Top of RECORDS PROVIDED

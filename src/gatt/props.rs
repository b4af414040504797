use std::fmt::{Debug, Formatter};

use crate::util::name_of;

bitflags::bitflags! {
    /// Characteristic properties ([Vol 3] Part G, Section 3.3.1.1).
    #[derive(Clone, Copy, Debug, Default, Eq, PartialEq)]
    #[repr(transparent)]
    struct Prop: u8 {
        /// Permits broadcasts of the Characteristic Value using Server
        /// Characteristic Configuration Descriptor.
        const BROADCAST = 0x01;
        /// Permits reads of the Characteristic Value.
        const READ = 0x02;
        /// Permits writes of the Characteristic Value without response.
        const WRITE_WITHOUT_RESPONSE = 0x04;
        /// Permits writes of the Characteristic Value with response.
        const WRITE = 0x08;
        /// Permits notifications of a Characteristic Value without
        /// acknowledgment.
        const NOTIFY = 0x10;
        /// Permits indications of a Characteristic Value with acknowledgment.
        const INDICATE = 0x20;
        /// Permits signed writes to the Characteristic Value.
        const AUTHENTICATED_SIGNED_WRITES = 0x40;
    }
}

/// Properties of a discovered characteristic. Set once from the declaration
/// and only queried afterwards; there is no conversion back into an integer.
#[derive(Clone, Copy, Default, Eq, PartialEq)]
#[must_use]
#[repr(transparent)]
pub struct Props(Prop);

impl Props {
    /// Creates the property set from the raw declaration byte. The extended
    /// properties bit and any undefined bits are ignored.
    #[inline]
    pub const fn from_raw(v: u8) -> Self {
        Self(Prop::from_bits_truncate(v))
    }

    #[inline]
    #[must_use]
    pub const fn broadcast(self) -> bool {
        self.0.contains(Prop::BROADCAST)
    }

    #[inline]
    #[must_use]
    pub const fn read(self) -> bool {
        self.0.contains(Prop::READ)
    }

    #[inline]
    #[must_use]
    pub const fn write_wo_rsp(self) -> bool {
        self.0.contains(Prop::WRITE_WITHOUT_RESPONSE)
    }

    #[inline]
    #[must_use]
    pub const fn write(self) -> bool {
        self.0.contains(Prop::WRITE)
    }

    #[inline]
    #[must_use]
    pub const fn notify(self) -> bool {
        self.0.contains(Prop::NOTIFY)
    }

    #[inline]
    #[must_use]
    pub const fn indicate(self) -> bool {
        self.0.contains(Prop::INDICATE)
    }

    #[inline]
    #[must_use]
    pub const fn auth_signed_write(self) -> bool {
        self.0.contains(Prop::AUTHENTICATED_SIGNED_WRITES)
    }
}

impl Debug for Props {
    fn fmt(&self, f: &mut Formatter<'_>) -> std::fmt::Result {
        write!(f, "{}(", name_of!(Props))?;
        for (i, (name, _)) in self.0.iter_names().enumerate() {
            if i > 0 {
                f.write_str(" | ")?;
            }
            f.write_str(name)?;
        }
        f.write_str(")")
    }
}

#[cfg(test)]
mod tests {
    use super::*;

    #[test]
    fn props() {
        let all = |p: Props| {
            [
                p.broadcast(),
                p.read(),
                p.write_wo_rsp(),
                p.write(),
                p.notify(),
                p.indicate(),
                p.auth_signed_write(),
            ]
        };
        assert_eq!(all(Props::default()), [false; 7]);
        assert_eq!(all(Props::from_raw(0xFF)), [true; 7]);
        for bit in 0..7 {
            let v = all(Props::from_raw(1 << bit));
            assert!(v.iter().enumerate().all(|(i, &set)| set == (i == bit)));
        }
        assert_eq!(Props::from_raw(0x80), Props::default());
    }

    #[test]
    fn props_debug() {
        assert_eq!(format!("{:?}", Props::default()), "Props()");
        assert_eq!(format!("{:?}", Props::from_raw(0x0A)), "Props(READ | WRITE)");
    }
}
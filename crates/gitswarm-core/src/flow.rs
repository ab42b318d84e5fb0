//! Credit-based flow control between an event source and its consumer.
//!
//! The consumer grants credits; the source may deliver at most as many
//! events as it has been granted. The ledger tracks both sides so either
//! end can check the contract:
//!
//! `consumed <= received <= requested`

use serde::Serialize;

/// Violations of the credit contract.
#[derive(Debug, Clone, PartialEq, Eq, thiserror::Error)]
pub enum FlowControlError {
    /// The source delivered an event it held no credit for.
    #[error("source delivered event {received} with only {requested} credits granted")]
    CreditExceeded {
        /// Events received including the offending one.
        received: u64,
        /// Credits granted so far.
        requested: u64,
    },

    /// More events consumed than were received.
    #[error("consumed {consumed} events but only {received} were received")]
    Overconsumed {
        /// Events consumed including the offending one.
        consumed: u64,
        /// Events received so far.
        received: u64,
    },
}

/// Running totals of one credit-controlled stream.
#[derive(Debug, Clone, Copy, Default, PartialEq, Eq, Serialize)]
pub struct CreditLedger {
    requested: u64,
    received: u64,
    consumed: u64,
}

impl CreditLedger {
    /// A ledger with nothing granted.
    pub const fn new() -> Self {
        Self {
            requested: 0,
            received: 0,
            consumed: 0,
        }
    }

    /// Total credits granted.
    pub const fn requested(&self) -> u64 {
        self.requested
    }

    /// Total events delivered.
    pub const fn received(&self) -> u64 {
        self.received
    }

    /// Total events released downstream.
    pub const fn consumed(&self) -> u64 {
        self.consumed
    }

    /// Grant `n` more credits.
    pub const fn grant(&mut self, n: u64) {
        self.requested = self.requested.saturating_add(n);
    }

    /// Record one delivered event.
    pub fn record_received(&mut self) -> Result<(), FlowControlError> {
        let received = self.received.saturating_add(1);
        if received > self.requested {
            return Err(FlowControlError::CreditExceeded {
                received,
                requested: self.requested,
            });
        }
        self.received = received;
        Ok(())
    }

    /// Record `n` events released downstream.
    pub fn record_consumed(&mut self, n: u64) -> Result<(), FlowControlError> {
        let consumed = self.consumed.saturating_add(n);
        if consumed > self.received {
            return Err(FlowControlError::Overconsumed {
                consumed,
                received: self.received,
            });
        }
        self.consumed = consumed;
        Ok(())
    }

    /// Credits granted but not yet used by the source.
    pub const fn outstanding(&self) -> u64 {
        self.requested.saturating_sub(self.received)
    }

    /// Credits granted beyond what has been consumed. Never negative.
    pub const fn balance(&self) -> u64 {
        self.requested.saturating_sub(self.consumed)
    }

    /// Events received but not yet consumed.
    pub const fn buffered(&self) -> u64 {
        self.received.saturating_sub(self.consumed)
    }
}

Bottom of RECORDS PROVIDED

* WORK TO COMPLETE: Extract every entry above as it appears.

* OUTPUT FOR THIS EXERCISE:
filename src/gatt/props.rs
repository b4af414040504797
use std::fmt::{Debug, Formatter};

use crate::util::name_of;

bitflags::bitflags! {
    /// Characteristic properties ([Vol 3] Part G, Section 3.3.1.1).
    #[derive(Clone, Copy, Debug, Default, Eq, PartialEq)]
    #[repr(transparent)]
    struct Prop: u8 {
        /// Permits broadcasts of the Characteristic Value using Server
        /// Characteristic Configuration Descriptor.
        const BROADCAST = 0x01;
        /// Permits reads of the Characteristic Value.
        const READ = 0x02;
        /// Permits writes of the Characteristic Value without response.
        const WRITE_WITHOUT_RESPONSE = 0x04;
        /// Permits writes of the Characteristic Value with response.
        const WRITE = 0x08;
        /// Permits notifications of a Characteristic Value without
        /// acknowledgment.
        const NOTIFY = 0x10;
        /// Permits indications of a Characteristic Value with acknowledgment.
        const INDICATE = 0x20;
        /// Permits signed writes to the Characteristic Value.
        const AUTHENTICATED_SIGNED_WRITES = 0x40;
    }
}

/// Properties of a discovered characteristic. Set once from the declaration
/// and only queried afterwards; there is no conversion back into an integer.
#[derive(Clone, Copy, Default, Eq, PartialEq)]
#[must_use]
#[repr(transparent)]
pub struct Props(Prop);

impl Props {
    /// Creates the property set from the raw declaration byte. The extended
    /// properties bit and any undefined bits are ignored.
    #[inline]
    pub const fn from_raw(v: u8) -> Self {
        Self(Prop::from_bits_truncate(v))
    }

    #[inline]
    #[must_use]
    pub const fn broadcast(self) -> bool {
        self.0.contains(Prop::BROADCAST)
    }

    #[inline]
    #[must_use]
    pub const fn read(self) -> bool {
        self.0.contains(Prop::READ)
    }

    #[inline]
    #[must_use]
    pub const fn write_wo_rsp(self) -> bool {
        self.0.contains(Prop::WRITE_WITHOUT_RESPONSE)
    }

    #[inline]
    #[must_use]
    pub const fn write(self) -> bool {
        self.0.contains(Prop::WRITE)
    }

    #[inline]
    #[must_use]
    pub const fn notify(self) -> bool {
        self.0.contains(Prop::NOTIFY)
    }

    #[inline]
    #[must_use]
    pub const fn indicate(self) -> bool {
        self.0.contains(Prop::INDICATE)
    }

    #[inline]
    #[must_use]
    pub const fn auth_signed_write(self) -> bool {
        self.0.contains(Prop::AUTHENTICATED_SIGNED_WRITES)
    }
}

impl Debug for Props {
    fn fmt(&self, f: &mut Formatter<'_>) -> std::fmt::Result {
        write!(f, "{}(", name_of!(Props))?;
        for (i, (name, _)) in self.0.iter_names().enumerate() {
            if i > 0 {
                f.write_str(" | ")?;
            }
            f.write_str(name)?;
        }
        f.write_str(")")
    }
}

#[cfg(test)]
mod tests {
    use super::*;

    #[test]
    fn props() {
        let all = |p: Props| {
            [
                p.broadcast(),
                p.read(),
                p.write_wo_rsp(),
                p.write(),
                p.notify(),
                p.indicate(),
                p.auth_signed_write(),
            ]
        };
        assert_eq!(all(Props::default()), [false; 7]);
        assert_eq!(all(Props::from_raw(0xFF)), [true; 7]);
        for bit in 0..7 {
            let v = all(Props::from_raw(1 << bit));
            assert!(v.iter().enumerate().all(|(i, &set)| set == (i == bit)));
        }
        assert_eq!(Props::from_raw(0x80), Props::default());
    }

    #[test]
    fn props_debug() {
        assert_eq!(format!("{:?}", Props::default()), "Props()");
        assert_eq!(format!("{:?}", Props::from_raw(0x0A)), "Props(READ | WRITE)");
    }
}
filename crates/gitswarm-core/src/flow.rs
repository ab42b318d84e5fb0
//! Credit-based flow control between an event source and its consumer.
//!
//! The consumer grants credits; the source may deliver at most as many
//! events as it has been granted. The ledger tracks both sides so either
//! end can check the contract:
//!
//! `consumed <= received <= requested`

use serde::Serialize;

/// Violations of the credit contract.
#[derive(Debug, Clone, PartialEq, Eq, thiserror::Error)]
pub enum FlowControlError {
    /// The source delivered an event it held no credit for.
    #[error("source delivered event {received} with only {requested} credits granted")]
    CreditExceeded {
        /// Events received including the offending one.
        received: u64,
        /// Credits granted so far.
        requested: u64,
    },

    /// More events consumed than were received.
    #[error("consumed {consumed} events but only {received} were received")]
    Overconsumed {
        /// Events consumed including the offending one.
        consumed: u64,
        /// Events received so far.
        received: u64,
    },
}

/// Running totals of one credit-controlled stream.
#[derive(Debug, Clone, Copy, Default, PartialEq, Eq, Serialize)]
pub struct CreditLedger {
    requested: u64,
    received: u64,
    consumed: u64,
}

impl CreditLedger {
    /// A ledger with nothing granted.
    pub const fn new() -> Self {
        Self {
            requested: 0,
            received: 0,
            consumed: 0,
        }
    }

    /// Total credits granted.
    pub const fn requested(&self) -> u64 {
        self.requested
    }

    /// Total events delivered.
    pub const fn received(&self) -> u64 {
        self.received
    }

    /// Total events released downstream.
    pub const fn consumed(&self) -> u64 {
        self.consumed
    }

    /// Grant `n` more credits.
    pub const fn grant(&mut self, n: u64) {
        self.requested = self.requested.saturating_add(n);
    }

    /// Record one delivered event.
    pub fn record_received(&mut self) -> Result<(), FlowControlError> {
        let received = self.received.saturating_add(1);
        if received > self.requested {
            return Err(FlowControlError::CreditExceeded {
                received,
                requested: self.requested,
            });
        }
        self.received = received;
        Ok(())
    }

    /// Record `n` events released downstream.
    pub fn record_consumed(&mut self, n: u64) -> Result<(), FlowControlError> {
        let consumed = self.consumed.saturating_add(n);
        if consumed > self.received {
            return Err(FlowControlError::Overconsumed {
                consumed,
                received: self.received,
            });
        }
        self.consumed = consumed;
        Ok(())
    }

    /// Credits granted but not yet used by the source.
    pub const fn outstanding(&self) -> u64 {
        self.requested.saturating_sub(self.received)
    }

    /// Credits granted beyond what has been consumed. Never negative.
    pub const fn balance(&self) -> u64 {
        self.requested.saturating_sub(self.consumed)
    }

    /// Events received but not yet consumed.
    pub const fn buffered(&self) -> u64 {
        self.received.saturating_sub(self.consumed)
    }
}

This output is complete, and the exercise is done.